Your assignment: Word for word, transcribe all the entries shown below.

Given records:

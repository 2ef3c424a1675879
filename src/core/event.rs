use crate::core::{ProcessId, Ticks};

#[derive(Debug, Clone, PartialEq, Eq)]
pub enum SchedEvent {
    Admitted {
        process: ProcessId,
    },
    Dispatched {
        process: ProcessId,
    },
    // Running process lost the CPU to a more urgent one
    Preempted {
        process: ProcessId,
        by: ProcessId,
    },
    // Slice expired with work left; process went to the back of the queue
    Requeued {
        process: ProcessId,
    },
    Completed {
        process: ProcessId,
        at: Ticks,
    },
    // CPU handed to no process for `ticks` ticks before the next dispatch
    ContextSwitch {
        ticks: Ticks,
    },
    // CPU idle even after selection
    CpuIdle,
}
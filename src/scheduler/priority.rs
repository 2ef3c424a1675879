use super::{ProcessId, ReadyQueue, Scheduler, SimCtx};
use crate::core::Urgency;

// Lower value is more urgent
pub struct PriorityScheduler;

impl Scheduler for PriorityScheduler {
    const NAME: &'static str = "PRIORITY";

    fn ready_queue(&self) -> ReadyQueue {
        ReadyQueue::new_priq()
    }

    fn enqueue(&mut self, ctx: &mut SimCtx, process: ProcessId) {
        let p = ctx.process(process);
        let urgency = Urgency::of(p, p.priority);
        ctx.ready_push_priq(process, urgency);
    }
}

Your response:
repository 2ef3c424a1675879
filename src/core/event.rs
use crate::core::{ProcessId, Ticks};

#[derive(Debug, Clone, PartialEq, Eq)]
pub enum SchedEvent {
    Admitted {
        process: ProcessId,
    },
    Dispatched {
        process: ProcessId,
    },
    // Running process lost the CPU to a more urgent one
    Preempted {
        process: ProcessId,
        by: ProcessId,
    },
    // Slice expired with work left; process went to the back of the queue
    Requeued {
        process: ProcessId,
    },
    Completed {
        process: ProcessId,
        at: Ticks,
    },
    // CPU handed to no process for `ticks` ticks before the next dispatch
    ContextSwitch {
        ticks: Ticks,
    },
    // CPU idle even after selection
    CpuIdle,
}
filename src/scheduler/priority.rs
repository 2ef3c424a1675879
use super::{ProcessId, ReadyQueue, Scheduler, SimCtx};
use crate::core::Urgency;

// Lower value is more urgent
pub struct PriorityScheduler;

impl Scheduler for PriorityScheduler {
    const NAME: &'static str = "PRIORITY";

    fn ready_queue(&self) -> ReadyQueue {
        ReadyQueue::new_priq()
    }

    fn enqueue(&mut self, ctx: &mut SimCtx, process: ProcessId) {
        let p = ctx.process(process);
        let urgency = Urgency::of(p, p.priority);
        ctx.ready_push_priq(process, urgency);
    }
}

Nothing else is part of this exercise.